#### [Your instructions]
Copy each line that includes the string "trimmed" from the material into your answer.

■ ■ ■ ■

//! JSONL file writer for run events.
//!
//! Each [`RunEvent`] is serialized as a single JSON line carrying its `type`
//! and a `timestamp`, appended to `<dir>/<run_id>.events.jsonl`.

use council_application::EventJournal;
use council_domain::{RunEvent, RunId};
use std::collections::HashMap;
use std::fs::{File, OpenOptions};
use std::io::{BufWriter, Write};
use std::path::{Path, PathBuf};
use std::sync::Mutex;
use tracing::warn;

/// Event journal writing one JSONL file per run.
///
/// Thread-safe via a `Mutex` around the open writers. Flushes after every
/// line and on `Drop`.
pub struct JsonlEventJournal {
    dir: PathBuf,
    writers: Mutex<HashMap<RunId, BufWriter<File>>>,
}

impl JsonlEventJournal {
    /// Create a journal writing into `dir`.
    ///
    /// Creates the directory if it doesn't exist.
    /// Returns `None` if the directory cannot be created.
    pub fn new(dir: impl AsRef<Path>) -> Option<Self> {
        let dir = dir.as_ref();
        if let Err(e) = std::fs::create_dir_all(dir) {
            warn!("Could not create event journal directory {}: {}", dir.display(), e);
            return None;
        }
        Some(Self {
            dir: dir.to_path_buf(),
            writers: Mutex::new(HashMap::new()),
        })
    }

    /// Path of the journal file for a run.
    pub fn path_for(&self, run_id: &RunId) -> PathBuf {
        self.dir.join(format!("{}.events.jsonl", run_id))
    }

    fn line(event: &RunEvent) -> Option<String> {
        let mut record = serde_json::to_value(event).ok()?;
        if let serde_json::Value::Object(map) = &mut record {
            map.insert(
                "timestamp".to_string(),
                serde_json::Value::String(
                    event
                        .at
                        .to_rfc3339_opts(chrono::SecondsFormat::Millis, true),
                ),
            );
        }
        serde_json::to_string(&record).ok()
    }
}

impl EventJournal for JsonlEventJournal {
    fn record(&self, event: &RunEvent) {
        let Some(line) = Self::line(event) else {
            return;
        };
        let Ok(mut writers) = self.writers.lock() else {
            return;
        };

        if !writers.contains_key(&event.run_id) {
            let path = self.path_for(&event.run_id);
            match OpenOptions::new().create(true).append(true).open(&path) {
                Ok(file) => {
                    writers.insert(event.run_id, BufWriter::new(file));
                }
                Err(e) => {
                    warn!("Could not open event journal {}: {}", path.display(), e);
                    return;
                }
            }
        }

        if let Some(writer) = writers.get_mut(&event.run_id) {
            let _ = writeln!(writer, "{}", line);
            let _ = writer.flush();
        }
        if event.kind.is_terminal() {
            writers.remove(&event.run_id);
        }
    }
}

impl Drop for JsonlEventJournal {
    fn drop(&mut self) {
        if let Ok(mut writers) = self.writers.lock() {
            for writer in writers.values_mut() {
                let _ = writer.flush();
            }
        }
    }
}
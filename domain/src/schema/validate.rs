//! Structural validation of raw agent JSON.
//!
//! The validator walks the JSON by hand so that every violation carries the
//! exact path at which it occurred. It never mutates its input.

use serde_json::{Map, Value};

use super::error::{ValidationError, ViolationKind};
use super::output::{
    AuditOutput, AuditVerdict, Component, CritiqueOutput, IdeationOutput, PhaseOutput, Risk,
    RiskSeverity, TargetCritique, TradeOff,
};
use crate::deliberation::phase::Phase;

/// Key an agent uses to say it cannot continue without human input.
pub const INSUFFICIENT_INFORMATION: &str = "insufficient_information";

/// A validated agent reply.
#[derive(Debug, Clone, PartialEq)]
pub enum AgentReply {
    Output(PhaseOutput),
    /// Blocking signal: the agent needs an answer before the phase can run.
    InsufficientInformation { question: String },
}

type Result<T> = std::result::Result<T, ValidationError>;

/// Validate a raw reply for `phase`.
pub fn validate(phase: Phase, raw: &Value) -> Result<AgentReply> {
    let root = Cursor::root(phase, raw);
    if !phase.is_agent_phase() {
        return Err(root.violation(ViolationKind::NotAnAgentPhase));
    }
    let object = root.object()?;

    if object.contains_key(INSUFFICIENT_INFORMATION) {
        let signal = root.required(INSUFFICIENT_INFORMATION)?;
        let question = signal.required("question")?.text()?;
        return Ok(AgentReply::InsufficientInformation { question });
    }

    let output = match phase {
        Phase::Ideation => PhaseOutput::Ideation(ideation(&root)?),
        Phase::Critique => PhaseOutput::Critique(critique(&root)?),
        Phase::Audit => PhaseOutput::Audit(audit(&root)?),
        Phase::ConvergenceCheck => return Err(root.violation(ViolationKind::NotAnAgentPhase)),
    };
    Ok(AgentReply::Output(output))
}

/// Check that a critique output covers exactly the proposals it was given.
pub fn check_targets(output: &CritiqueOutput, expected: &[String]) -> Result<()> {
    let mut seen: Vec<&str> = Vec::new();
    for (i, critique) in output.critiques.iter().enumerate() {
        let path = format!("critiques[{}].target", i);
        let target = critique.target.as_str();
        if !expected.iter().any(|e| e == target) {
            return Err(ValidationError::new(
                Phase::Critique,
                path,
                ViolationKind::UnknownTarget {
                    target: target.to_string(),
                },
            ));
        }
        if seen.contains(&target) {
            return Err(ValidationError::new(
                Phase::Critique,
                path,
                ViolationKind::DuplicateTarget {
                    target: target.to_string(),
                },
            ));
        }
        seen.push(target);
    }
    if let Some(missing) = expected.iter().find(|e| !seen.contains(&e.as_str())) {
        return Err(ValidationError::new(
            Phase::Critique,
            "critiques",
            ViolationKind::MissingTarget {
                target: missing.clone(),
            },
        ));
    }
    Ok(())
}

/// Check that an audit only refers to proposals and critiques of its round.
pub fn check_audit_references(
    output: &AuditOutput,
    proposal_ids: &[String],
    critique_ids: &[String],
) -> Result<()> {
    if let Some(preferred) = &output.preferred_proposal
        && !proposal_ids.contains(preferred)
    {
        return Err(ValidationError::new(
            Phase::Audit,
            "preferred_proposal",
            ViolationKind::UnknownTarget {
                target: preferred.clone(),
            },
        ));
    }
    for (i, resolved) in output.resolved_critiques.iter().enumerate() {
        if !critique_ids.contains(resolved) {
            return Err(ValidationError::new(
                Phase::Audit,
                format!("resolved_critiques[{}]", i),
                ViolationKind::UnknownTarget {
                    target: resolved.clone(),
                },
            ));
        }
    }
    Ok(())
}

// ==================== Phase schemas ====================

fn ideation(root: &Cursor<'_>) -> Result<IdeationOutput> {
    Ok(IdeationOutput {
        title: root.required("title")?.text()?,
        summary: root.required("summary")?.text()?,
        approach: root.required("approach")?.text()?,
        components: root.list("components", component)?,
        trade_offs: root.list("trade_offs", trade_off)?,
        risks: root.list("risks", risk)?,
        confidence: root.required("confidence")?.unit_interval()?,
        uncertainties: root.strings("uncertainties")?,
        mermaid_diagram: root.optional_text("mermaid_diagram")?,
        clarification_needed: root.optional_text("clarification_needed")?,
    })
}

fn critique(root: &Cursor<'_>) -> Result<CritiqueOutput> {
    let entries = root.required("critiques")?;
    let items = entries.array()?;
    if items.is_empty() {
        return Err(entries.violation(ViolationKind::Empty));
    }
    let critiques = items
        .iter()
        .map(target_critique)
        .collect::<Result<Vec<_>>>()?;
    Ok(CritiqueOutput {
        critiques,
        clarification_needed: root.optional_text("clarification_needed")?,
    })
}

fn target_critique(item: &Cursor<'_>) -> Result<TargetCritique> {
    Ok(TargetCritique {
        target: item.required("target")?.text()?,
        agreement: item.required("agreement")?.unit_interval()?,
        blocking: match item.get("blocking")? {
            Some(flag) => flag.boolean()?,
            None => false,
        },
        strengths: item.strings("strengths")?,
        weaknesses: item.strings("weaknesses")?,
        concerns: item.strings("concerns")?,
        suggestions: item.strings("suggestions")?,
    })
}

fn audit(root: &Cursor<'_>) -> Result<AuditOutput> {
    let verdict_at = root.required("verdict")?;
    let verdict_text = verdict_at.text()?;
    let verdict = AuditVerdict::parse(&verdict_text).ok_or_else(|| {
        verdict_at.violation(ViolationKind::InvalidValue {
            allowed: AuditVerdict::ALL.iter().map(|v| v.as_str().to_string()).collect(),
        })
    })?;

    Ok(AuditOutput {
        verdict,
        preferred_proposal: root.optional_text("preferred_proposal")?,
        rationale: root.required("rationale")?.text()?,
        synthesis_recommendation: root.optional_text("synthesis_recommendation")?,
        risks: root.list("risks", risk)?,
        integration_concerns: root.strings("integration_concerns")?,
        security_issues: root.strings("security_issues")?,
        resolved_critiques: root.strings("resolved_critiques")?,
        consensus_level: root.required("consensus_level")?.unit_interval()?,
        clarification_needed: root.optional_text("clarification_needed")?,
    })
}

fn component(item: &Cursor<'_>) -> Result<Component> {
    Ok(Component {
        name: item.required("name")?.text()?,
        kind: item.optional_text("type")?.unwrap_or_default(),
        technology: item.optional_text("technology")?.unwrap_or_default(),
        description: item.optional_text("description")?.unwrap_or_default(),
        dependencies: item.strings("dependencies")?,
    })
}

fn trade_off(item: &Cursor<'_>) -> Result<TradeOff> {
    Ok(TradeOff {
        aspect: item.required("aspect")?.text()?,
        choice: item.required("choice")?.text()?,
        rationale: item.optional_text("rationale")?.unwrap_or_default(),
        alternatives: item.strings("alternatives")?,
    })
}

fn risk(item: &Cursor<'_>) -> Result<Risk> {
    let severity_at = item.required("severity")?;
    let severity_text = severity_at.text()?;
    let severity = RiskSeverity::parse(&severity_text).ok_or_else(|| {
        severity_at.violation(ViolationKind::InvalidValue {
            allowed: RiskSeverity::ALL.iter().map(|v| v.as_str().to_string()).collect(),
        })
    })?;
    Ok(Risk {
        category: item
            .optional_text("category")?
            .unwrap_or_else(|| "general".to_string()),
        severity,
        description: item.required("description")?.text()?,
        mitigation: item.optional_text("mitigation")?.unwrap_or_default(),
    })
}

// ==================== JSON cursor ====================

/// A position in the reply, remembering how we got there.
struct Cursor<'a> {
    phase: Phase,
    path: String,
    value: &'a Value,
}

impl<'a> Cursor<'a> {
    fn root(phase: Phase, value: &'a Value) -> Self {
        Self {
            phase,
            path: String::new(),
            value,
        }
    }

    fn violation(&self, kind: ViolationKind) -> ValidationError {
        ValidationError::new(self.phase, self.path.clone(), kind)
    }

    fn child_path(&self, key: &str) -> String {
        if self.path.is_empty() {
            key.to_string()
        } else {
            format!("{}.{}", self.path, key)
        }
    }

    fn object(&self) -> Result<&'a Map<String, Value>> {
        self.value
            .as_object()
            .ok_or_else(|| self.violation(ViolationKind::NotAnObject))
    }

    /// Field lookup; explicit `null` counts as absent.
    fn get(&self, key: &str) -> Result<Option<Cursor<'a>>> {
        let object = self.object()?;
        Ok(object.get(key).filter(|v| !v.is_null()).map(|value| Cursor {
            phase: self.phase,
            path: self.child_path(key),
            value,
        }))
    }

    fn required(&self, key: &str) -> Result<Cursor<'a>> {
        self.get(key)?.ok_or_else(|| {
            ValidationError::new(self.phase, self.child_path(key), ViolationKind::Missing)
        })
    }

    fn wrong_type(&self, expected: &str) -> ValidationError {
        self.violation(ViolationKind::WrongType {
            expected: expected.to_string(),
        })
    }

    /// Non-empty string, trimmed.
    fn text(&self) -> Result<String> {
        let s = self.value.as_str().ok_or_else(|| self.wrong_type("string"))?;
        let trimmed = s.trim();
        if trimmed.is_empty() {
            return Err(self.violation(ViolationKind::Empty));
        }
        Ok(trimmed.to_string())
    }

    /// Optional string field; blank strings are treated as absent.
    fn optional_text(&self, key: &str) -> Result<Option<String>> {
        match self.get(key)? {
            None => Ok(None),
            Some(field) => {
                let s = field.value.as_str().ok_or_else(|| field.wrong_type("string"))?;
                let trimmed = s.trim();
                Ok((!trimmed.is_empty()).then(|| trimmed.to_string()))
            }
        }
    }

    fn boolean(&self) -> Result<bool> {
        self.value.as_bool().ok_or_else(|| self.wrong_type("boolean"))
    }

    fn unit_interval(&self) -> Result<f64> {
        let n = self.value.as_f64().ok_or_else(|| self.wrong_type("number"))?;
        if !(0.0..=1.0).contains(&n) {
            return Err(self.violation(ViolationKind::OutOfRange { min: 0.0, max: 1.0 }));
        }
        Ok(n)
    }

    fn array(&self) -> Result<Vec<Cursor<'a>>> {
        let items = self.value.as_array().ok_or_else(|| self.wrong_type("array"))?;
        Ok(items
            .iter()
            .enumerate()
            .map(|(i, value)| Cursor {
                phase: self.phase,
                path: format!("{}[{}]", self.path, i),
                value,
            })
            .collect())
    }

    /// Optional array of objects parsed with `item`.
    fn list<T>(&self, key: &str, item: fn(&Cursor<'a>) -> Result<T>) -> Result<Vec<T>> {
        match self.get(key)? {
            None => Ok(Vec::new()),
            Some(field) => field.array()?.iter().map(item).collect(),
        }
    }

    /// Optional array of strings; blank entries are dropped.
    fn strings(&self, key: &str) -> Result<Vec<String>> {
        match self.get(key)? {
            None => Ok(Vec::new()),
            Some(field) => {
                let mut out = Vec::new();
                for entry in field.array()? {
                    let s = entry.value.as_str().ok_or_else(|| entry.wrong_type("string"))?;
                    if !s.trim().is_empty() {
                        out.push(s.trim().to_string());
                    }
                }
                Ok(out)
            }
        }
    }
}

■ ■ ■ ■

#### [Output of the exercise]
    /// Non-empty string, trimmed.
        let trimmed = s.trim();
        if trimmed.is_empty() {
        Ok(trimmed.to_string())
                let trimmed = s.trim();
                Ok((!trimmed.is_empty()).then(|| trimmed.to_string()))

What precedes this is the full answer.